Top of SOURCE MATERIAL

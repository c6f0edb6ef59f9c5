use anyhow::{anyhow, Context, Result};
use chrono::Utc;
use mongodb::bson::{doc, oid::ObjectId};
use mongodb::Database;
use redis::aio::ConnectionManager;

use crate::middlewares::auth::{JwtClaims, JwtService};
use crate::models::user::{
    AuthResponse, LoginRequest, PaymentStatus, RegisterRequest, User, UserProfile, UserRole,
};

const ACCESS_TOKEN_TTL_SECONDS: i64 = 24 * 3600;

// Failed-login lockout, tracked in Redis per email
const MAX_FAILED_ATTEMPTS: u32 = 5;
const LOCKOUT_WINDOW_SECONDS: u64 = 900;

pub struct AuthService {
    mongo: Database,
    redis: ConnectionManager,
    jwt_secret: String,
}

impl AuthService {
    pub fn new(mongo: Database, redis: ConnectionManager, jwt_secret: String) -> Self {
        Self {
            mongo,
            redis,
            jwt_secret,
        }
    }

    pub async fn register(&self, req: RegisterRequest) -> Result<AuthResponse> {
        let users = self.mongo.collection::<User>("users");

        let email = req.email.trim().to_lowercase();
        let existing = users
            .find_one(doc! { "email": &email })
            .await
            .context("Failed to check existing user")?;
        if existing.is_some() {
            return Err(anyhow!("Email already registered"));
        }

        let password_hash =
            bcrypt::hash(&req.password, bcrypt::DEFAULT_COST).context("Failed to hash password")?;

        let user = User {
            id: None,
            email: email.clone(),
            password_hash,
            display_name: req.display_name.trim().to_string(),
            role: UserRole::Student,
            // Locked until the activation payment is confirmed.
            is_active: false,
            payment_status: PaymentStatus::Pending,
            paystack_reference: None,
            login_count: 0,
            created_at: Utc::now(),
            last_login_at: None,
            tests_taken: 0,
            total_study_time_minutes: 0,
            average_score: 0,
            best_score: None,
            test_scores: vec![],
            weak_areas: vec![],
            strong_areas: vec![],
            last_test_date: None,
        };

        let insert_result = users
            .insert_one(&user)
            .await
            .context("Failed to insert user")?;

        let user_id = insert_result
            .inserted_id
            .as_object_id()
            .ok_or_else(|| anyhow!("Failed to get inserted user ID"))?;

        let mut created = user;
        created.id = Some(user_id);

        tracing::info!("User registered: {} ({})", email, user_id.to_hex());

        let access_token = self.generate_access_token(&created)?;
        Ok(AuthResponse {
            access_token,
            user: UserProfile::from(created),
        })
    }

    pub async fn login(&self, req: LoginRequest) -> Result<AuthResponse> {
        let email = req.email.trim().to_lowercase();

        if self.is_locked_out(&email).await? {
            return Err(anyhow!("Account temporarily locked"));
        }

        let users = self.mongo.collection::<User>("users");
        let user = users
            .find_one(doc! { "email": &email })
            .await
            .context("Failed to query user")?;

        let Some(user) = user else {
            // Burn an attempt even for unknown emails so probing is throttled.
            self.record_failed_attempt(&email).await?;
            return Err(anyhow!("Invalid credentials"));
        };

        let valid = bcrypt::verify(&req.password, &user.password_hash)
            .context("Failed to verify password")?;
        if !valid {
            self.record_failed_attempt(&email).await?;
            return Err(anyhow!("Invalid credentials"));
        }

        self.clear_failed_attempts(&email).await?;

        let user_id = user
            .id
            .ok_or_else(|| anyhow!("User document missing _id"))?;

        let now = Utc::now();
        let now_bson = mongodb::bson::DateTime::from_millis(now.timestamp_millis());
        users
            .update_one(
                doc! { "_id": user_id },
                doc! {
                    "$set": { "lastLoginAt": now_bson },
                    "$inc": { "login_count": 1 },
                },
            )
            .await
            .context("Failed to update login stats")?;

        let mut user = user;
        user.last_login_at = Some(now);
        user.login_count += 1;

        tracing::info!("User logged in: {} ({})", email, user_id.to_hex());

        let access_token = self.generate_access_token(&user)?;
        Ok(AuthResponse {
            access_token,
            user: UserProfile::from(user),
        })
    }

    pub async fn get_profile(&self, user_id: &str) -> Result<UserProfile> {
        let user = self.find_user(user_id).await?;
        Ok(UserProfile::from(user))
    }

    pub async fn change_password(
        &self,
        user_id: &str,
        old_password: &str,
        new_password: &str,
    ) -> Result<()> {
        let user = self.find_user(user_id).await?;

        let valid = bcrypt::verify(old_password, &user.password_hash)
            .context("Failed to verify password")?;
        if !valid {
            return Err(anyhow!("Invalid credentials"));
        }

        let new_hash =
            bcrypt::hash(new_password, bcrypt::DEFAULT_COST).context("Failed to hash password")?;

        let object_id = ObjectId::parse_str(user_id).context("Invalid user id")?;
        self.mongo
            .collection::<User>("users")
            .update_one(
                doc! { "_id": object_id },
                doc! { "$set": { "password_hash": new_hash } },
            )
            .await
            .context("Failed to update password")?;

        tracing::info!("Password changed for user: {}", user_id);
        Ok(())
    }

    pub async fn find_user(&self, user_id: &str) -> Result<User> {
        let object_id = ObjectId::parse_str(user_id).context("Invalid user id")?;
        self.mongo
            .collection::<User>("users")
            .find_one(doc! { "_id": object_id })
            .await
            .context("Failed to query user")?
            .ok_or_else(|| anyhow!("User not found"))
    }

    fn generate_access_token(&self, user: &User) -> Result<String> {
        let user_id = user
            .id
            .ok_or_else(|| anyhow!("User document missing _id"))?;
        let now = Utc::now().timestamp();

        let claims = JwtClaims {
            sub: user_id.to_hex(),
            role: user.role.as_str().to_string(),
            exp: (now + ACCESS_TOKEN_TTL_SECONDS) as usize,
            iat: now as usize,
        };

        JwtService::new(&self.jwt_secret)
            .generate_token(claims)
            .map_err(|e| anyhow!("Failed to generate token: {}", e))
    }

    async fn is_locked_out(&self, email: &str) -> Result<bool> {
        let mut conn = self.redis.clone();
        let key = format!("auth:failed:{}", email);
        let attempts: Option<u32> = redis::cmd("GET")
            .arg(&key)
            .query_async(&mut conn)
            .await
            .context("Failed to read lockout counter")?;
        Ok(attempts.unwrap_or(0) >= MAX_FAILED_ATTEMPTS)
    }

    async fn record_failed_attempt(&self, email: &str) -> Result<()> {
        let mut conn = self.redis.clone();
        let key = format!("auth:failed:{}", email);

        let attempts: u32 = redis::cmd("INCR")
            .arg(&key)
            .query_async(&mut conn)
            .await
            .context("Failed to increment lockout counter")?;

        // Reset the window on first failure only.
        if attempts == 1 {
            redis::cmd("EXPIRE")
                .arg(&key)
                .arg(LOCKOUT_WINDOW_SECONDS)
                .query_async::<()>(&mut conn)
                .await
                .context("Failed to set lockout expiry")?;
        }

        if attempts >= MAX_FAILED_ATTEMPTS {
            tracing::warn!("Login lockout triggered for: {}", email);
        }
        Ok(())
    }

    async fn clear_failed_attempts(&self, email: &str) -> Result<()> {
        let mut conn = self.redis.clone();
        let key = format!("auth:failed:{}", email);
        redis::cmd("DEL")
            .arg(&key)
            .query_async::<()>(&mut conn)
            .await
            .context("Failed to clear lockout counter")?;
        Ok(())
    }
}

Bottom of SOURCE MATERIAL

Output the complete set of records word for word.

repository c6f0edb6ef59f9c5
use anyhow::{anyhow, Context, Result};
use chrono::Utc;
use mongodb::bson::{doc, oid::ObjectId};
use mongodb::Database;
use redis::aio::ConnectionManager;

use crate::middlewares::auth::{JwtClaims, JwtService};
use crate::models::user::{
    AuthResponse, LoginRequest, PaymentStatus, RegisterRequest, User, UserProfile, UserRole,
};

const ACCESS_TOKEN_TTL_SECONDS: i64 = 24 * 3600;

// Failed-login lockout, tracked in Redis per email
const MAX_FAILED_ATTEMPTS: u32 = 5;
const LOCKOUT_WINDOW_SECONDS: u64 = 900;

pub struct AuthService {
    mongo: Database,
    redis: ConnectionManager,
    jwt_secret: String,
}

impl AuthService {
    pub fn new(mongo: Database, redis: ConnectionManager, jwt_secret: String) -> Self {
        Self {
            mongo,
            redis,
            jwt_secret,
        }
    }

    pub async fn register(&self, req: RegisterRequest) -> Result<AuthResponse> {
        let users = self.mongo.collection::<User>("users");

        let email = req.email.trim().to_lowercase();
        let existing = users
            .find_one(doc! { "email": &email })
            .await
            .context("Failed to check existing user")?;
        if existing.is_some() {
            return Err(anyhow!("Email already registered"));
        }

        let password_hash =
            bcrypt::hash(&req.password, bcrypt::DEFAULT_COST).context("Failed to hash password")?;

        let user = User {
            id: None,
            email: email.clone(),
            password_hash,
            display_name: req.display_name.trim().to_string(),
            role: UserRole::Student,
            // Locked until the activation payment is confirmed.
            is_active: false,
            payment_status: PaymentStatus::Pending,
            paystack_reference: None,
            login_count: 0,
            created_at: Utc::now(),
            last_login_at: None,
            tests_taken: 0,
            total_study_time_minutes: 0,
            average_score: 0,
            best_score: None,
            test_scores: vec![],
            weak_areas: vec![],
            strong_areas: vec![],
            last_test_date: None,
        };

        let insert_result = users
            .insert_one(&user)
            .await
            .context("Failed to insert user")?;

        let user_id = insert_result
            .inserted_id
            .as_object_id()
            .ok_or_else(|| anyhow!("Failed to get inserted user ID"))?;

        let mut created = user;
        created.id = Some(user_id);

        tracing::info!("User registered: {} ({})", email, user_id.to_hex());

        let access_token = self.generate_access_token(&created)?;
        Ok(AuthResponse {
            access_token,
            user: UserProfile::from(created),
        })
    }

    pub async fn login(&self, req: LoginRequest) -> Result<AuthResponse> {
        let email = req.email.trim().to_lowercase();

        if self.is_locked_out(&email).await? {
            return Err(anyhow!("Account temporarily locked"));
        }

        let users = self.mongo.collection::<User>("users");
        let user = users
            .find_one(doc! { "email": &email })
            .await
            .context("Failed to query user")?;

        let Some(user) = user else {
            // Burn an attempt even for unknown emails so probing is throttled.
            self.record_failed_attempt(&email).await?;
            return Err(anyhow!("Invalid credentials"));
        };

        let valid = bcrypt::verify(&req.password, &user.password_hash)
            .context("Failed to verify password")?;
        if !valid {
            self.record_failed_attempt(&email).await?;
            return Err(anyhow!("Invalid credentials"));
        }

        self.clear_failed_attempts(&email).await?;

        let user_id = user
            .id
            .ok_or_else(|| anyhow!("User document missing _id"))?;

        let now = Utc::now();
        let now_bson = mongodb::bson::DateTime::from_millis(now.timestamp_millis());
        users
            .update_one(
                doc! { "_id": user_id },
                doc! {
                    "$set": { "lastLoginAt": now_bson },
                    "$inc": { "login_count": 1 },
                },
            )
            .await
            .context("Failed to update login stats")?;

        let mut user = user;
        user.last_login_at = Some(now);
        user.login_count += 1;

        tracing::info!("User logged in: {} ({})", email, user_id.to_hex());

        let access_token = self.generate_access_token(&user)?;
        Ok(AuthResponse {
            access_token,
            user: UserProfile::from(user),
        })
    }

    pub async fn get_profile(&self, user_id: &str) -> Result<UserProfile> {
        let user = self.find_user(user_id).await?;
        Ok(UserProfile::from(user))
    }

    pub async fn change_password(
        &self,
        user_id: &str,
        old_password: &str,
        new_password: &str,
    ) -> Result<()> {
        let user = self.find_user(user_id).await?;

        let valid = bcrypt::verify(old_password, &user.password_hash)
            .context("Failed to verify password")?;
        if !valid {
            return Err(anyhow!("Invalid credentials"));
        }

        let new_hash =
            bcrypt::hash(new_password, bcrypt::DEFAULT_COST).context("Failed to hash password")?;

        let object_id = ObjectId::parse_str(user_id).context("Invalid user id")?;
        self.mongo
            .collection::<User>("users")
            .update_one(
                doc! { "_id": object_id },
                doc! { "$set": { "password_hash": new_hash } },
            )
            .await
            .context("Failed to update password")?;

        tracing::info!("Password changed for user: {}", user_id);
        Ok(())
    }

    pub async fn find_user(&self, user_id: &str) -> Result<User> {
        let object_id = ObjectId::parse_str(user_id).context("Invalid user id")?;
        self.mongo
            .collection::<User>("users")
            .find_one(doc! { "_id": object_id })
            .await
            .context("Failed to query user")?
            .ok_or_else(|| anyhow!("User not found"))
    }

    fn generate_access_token(&self, user: &User) -> Result<String> {
        let user_id = user
            .id
            .ok_or_else(|| anyhow!("User document missing _id"))?;
        let now = Utc::now().timestamp();

        let claims = JwtClaims {
            sub: user_id.to_hex(),
            role: user.role.as_str().to_string(),
            exp: (now + ACCESS_TOKEN_TTL_SECONDS) as usize,
            iat: now as usize,
        };

        JwtService::new(&self.jwt_secret)
            .generate_token(claims)
            .map_err(|e| anyhow!("Failed to generate token: {}", e))
    }

    async fn is_locked_out(&self, email: &str) -> Result<bool> {
        let mut conn = self.redis.clone();
        let key = format!("auth:failed:{}", email);
        let attempts: Option<u32> = redis::cmd("GET")
            .arg(&key)
            .query_async(&mut conn)
            .await
            .context("Failed to read lockout counter")?;
        Ok(attempts.unwrap_or(0) >= MAX_FAILED_ATTEMPTS)
    }

    async fn record_failed_attempt(&self, email: &str) -> Result<()> {
        let mut conn = self.redis.clone();
        let key = format!("auth:failed:{}", email);

        let attempts: u32 = redis::cmd("INCR")
            .arg(&key)
            .query_async(&mut conn)
            .await
            .context("Failed to increment lockout counter")?;

        // Reset the window on first failure only.
        if attempts == 1 {
            redis::cmd("EXPIRE")
                .arg(&key)
                .arg(LOCKOUT_WINDOW_SECONDS)
                .query_async::<()>(&mut conn)
                .await
                .context("Failed to set lockout expiry")?;
        }

        if attempts >= MAX_FAILED_ATTEMPTS {
            tracing::warn!("Login lockout triggered for: {}", email);
        }
        Ok(())
    }

    async fn clear_failed_attempts(&self, email: &str) -> Result<()> {
        let mut conn = self.redis.clone();
        let key = format!("auth:failed:{}", email);
        redis::cmd("DEL")
            .arg(&key)
            .query_async::<()>(&mut conn)
            .await
            .context("Failed to clear lockout counter")?;
        Ok(())
    }
}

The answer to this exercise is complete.